* **Task prompt**
Each line that has the string "true" must be copied from the records below.

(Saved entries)
-=-=-

mod common;

use common::{Failure, FakeIdentity};
use pantry_api_client::client::{ApiRequest, MultipartForm};
use pantry_api_client::ApiError;
use pretty_assertions::assert_eq;
use serde_json::{json, Value};
use wiremock::matchers::{body_json, header, method, path};
use wiremock::{Mock, MockServer, ResponseTemplate};

#[tokio::test]
async fn test_single_retry_with_fresh_token() {
    common::init_test_logging();
    let server = MockServer::start().await;

    Mock::given(method("GET"))
        .and(path("/api/diet-planning/active"))
        .and(header("Authorization", "Bearer tok1"))
        .respond_with(ResponseTemplate::new(401).set_body_string("token expired"))
        .expect(1)
        .mount(&server)
        .await;
    Mock::given(method("GET"))
        .and(path("/api/diet-planning/active"))
        .and(header("Authorization", "Bearer tok2"))
        .respond_with(
            ResponseTemplate::new(200)
                .set_body_json(json!({"success": true, "plan": {"planId": "p1"}})),
        )
        .expect(1)
        .mount(&server)
        .await;

    let identity = FakeIdentity::signed_in("tok1", "tok2");
    let client = common::client_for(&server, identity.clone());

    let body: Value = client
        .get("/diet-planning/active", true)
        .await
        .expect("Retry with the refreshed token should succeed");

    assert_eq!(body, json!({"success": true, "plan": {"planId": "p1"}}));
    assert_eq!(common::request_count(&server).await, 2);
    assert_eq!(identity.forced(), 1, "Exactly one forced refresh");
}

#[tokio::test]
async fn test_retry_does_not_loop() {
    common::init_test_logging();
    let server = MockServer::start().await;

    Mock::given(method("GET"))
        .and(path("/api/pantry"))
        .respond_with(ResponseTemplate::new(401).set_body_string("token revoked"))
        .expect(2)
        .mount(&server)
        .await;

    let identity = FakeIdentity::signed_in("tok1", "tok2");
    let client = common::client_for(&server, identity.clone());

    let err = client
        .get::<Value>("/pantry", true)
        .await
        .expect_err("Persistent 401 must fail");

    match &err {
        ApiError::RetryExhausted { status, body } => {
            assert_eq!(*status, 401);
            assert_eq!(body, "token revoked");
        }
        other => panic!("Expected RetryExhausted, got {:?}", other),
    }
    assert_eq!(common::request_count(&server).await, 2);
    assert_eq!(identity.forced(), 1);
}

#[tokio::test]
async fn test_retry_reports_second_failure() {
    common::init_test_logging();
    let server = MockServer::start().await;

    Mock::given(method("GET"))
        .and(header("Authorization", "Bearer tok1"))
        .respond_with(ResponseTemplate::new(401))
        .mount(&server)
        .await;
    Mock::given(method("GET"))
        .and(header("Authorization", "Bearer tok2"))
        .respond_with(ResponseTemplate::new(403).set_body_string("subscription required"))
        .mount(&server)
        .await;

    let client = common::client_for(&server, FakeIdentity::signed_in("tok1", "tok2"));
    let err = client.get::<Value>("/recipes/r1", true).await.unwrap_err();

    assert_eq!(err.status(), Some(403));
    assert!(err.to_string().contains("subscription required"));
}

#[tokio::test]
async fn test_no_fresh_token_returns_original_401() {
    common::init_test_logging();
    let server = MockServer::start().await;

    Mock::given(method("GET"))
        .respond_with(ResponseTemplate::new(401).set_body_string("expired"))
        .expect(1)
        .mount(&server)
        .await;

    let identity = FakeIdentity::without_refresh("tok1");
    let client = common::client_for(&server, identity.clone());

    let err = client.get::<Value>("/pantry", true).await.unwrap_err();

    match &err {
        ApiError::Http { status, body } => {
            assert_eq!(*status, 401);
            assert_eq!(body, "expired");
        }
        other => panic!("Expected the original 401, got {:?}", other),
    }
    assert_eq!(common::request_count(&server).await, 1, "No second network attempt");
    assert_eq!(identity.forced(), 1);
}

#[tokio::test]
async fn test_failed_refresh_returns_original_401() {
    common::init_test_logging();
    let server = MockServer::start().await;

    Mock::given(method("GET"))
        .respond_with(ResponseTemplate::new(401).set_body_string("expired"))
        .expect(1)
        .mount(&server)
        .await;

    let identity = FakeIdentity::failing("tok1", Failure::Refresh);
    let client = common::client_for(&server, identity.clone());

    let err = client.get::<Value>("/pantry", true).await.unwrap_err();

    match &err {
        ApiError::Http { status, body } => {
            assert_eq!(*status, 401);
            assert_eq!(body, "expired");
        }
        other => panic!("Expected the original 401, got {:?}", other),
    }
    assert_eq!(common::request_count(&server).await, 1, "No second network attempt");
    assert_eq!(identity.forced(), 1);
}

#[tokio::test]
async fn test_public_401_is_not_retried() {
    common::init_test_logging();
    let server = MockServer::start().await;

    Mock::given(method("GET"))
        .respond_with(ResponseTemplate::new(401).set_body_string("nope"))
        .expect(1)
        .mount(&server)
        .await;

    let identity = FakeIdentity::signed_in("tok1", "tok2");
    let client = common::client_for(&server, identity.clone());

    let err = client
        .get::<Value>("/subscription/plans", false)
        .await
        .unwrap_err();

    assert!(matches!(err, ApiError::Http { status: 401, .. }));
    assert_eq!(identity.forced(), 0, "No token to refresh on public requests");
}

#[tokio::test]
async fn test_retry_replays_json_body() {
    common::init_test_logging();
    let server = MockServer::start().await;
    let payload = json!({"name": "eggs", "quantity": 12});

    Mock::given(method("POST"))
        .and(path("/api/pantry/items"))
        .and(header("Authorization", "Bearer tok1"))
        .respond_with(ResponseTemplate::new(401))
        .expect(1)
        .mount(&server)
        .await;
    Mock::given(method("POST"))
        .and(path("/api/pantry/items"))
        .and(header("Authorization", "Bearer tok2"))
        .and(body_json(&payload))
        .respond_with(ResponseTemplate::new(201).set_body_json(json!({"created": true})))
        .expect(1)
        .mount(&server)
        .await;

    let client = common::client_for(&server, FakeIdentity::signed_in("tok1", "tok2"));
    let body: Value = client
        .post("/pantry/items", Some(&payload), true)
        .await
        .unwrap();

    assert_eq!(body, json!({"created": true}));
}

#[tokio::test]
async fn test_retry_replays_multipart_body() {
    common::init_test_logging();
    let server = MockServer::start().await;

    Mock::given(method("POST"))
        .and(header("Authorization", "Bearer tok1"))
        .respond_with(ResponseTemplate::new(401))
        .mount(&server)
        .await;
    Mock::given(method("POST"))
        .and(header("Authorization", "Bearer tok2"))
        .respond_with(ResponseTemplate::new(200).set_body_json(json!({"ingredients": []})))
        .mount(&server)
        .await;

    let client = common::client_for(&server, FakeIdentity::signed_in("tok1", "tok2"));
    let form = MultipartForm::new().file("image", b"jpeg-bytes".to_vec(), "fridge.jpg", Some("image/jpeg"));
    let _: Value = client
        .request(ApiRequest::post("/ingredients/detect").form(form))
        .await
        .unwrap();

    let requests = server.received_requests().await.unwrap();
    assert_eq!(requests.len(), 2);
    for request in &requests {
        let body = String::from_utf8_lossy(&request.body);
        assert!(body.contains("jpeg-bytes"), "Both attempts carry the file");
        assert!(body.contains("filename=\"fridge.jpg\""));
    }
}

-=-=-

* **Final answer**
                .set_body_json(json!({"success": true, "plan": {"planId": "p1"}})),
        .get("/diet-planning/active", true)
    assert_eq!(body, json!({"success": true, "plan": {"planId": "p1"}}));
        .get::<Value>("/pantry", true)
    let err = client.get::<Value>("/recipes/r1", true).await.unwrap_err();
    let err = client.get::<Value>("/pantry", true).await.unwrap_err();
    let err = client.get::<Value>("/pantry", true).await.unwrap_err();
        .respond_with(ResponseTemplate::new(201).set_body_json(json!({"created": true})))
        .post("/pantry/items", Some(&payload), true)
    assert_eq!(body, json!({"created": true}));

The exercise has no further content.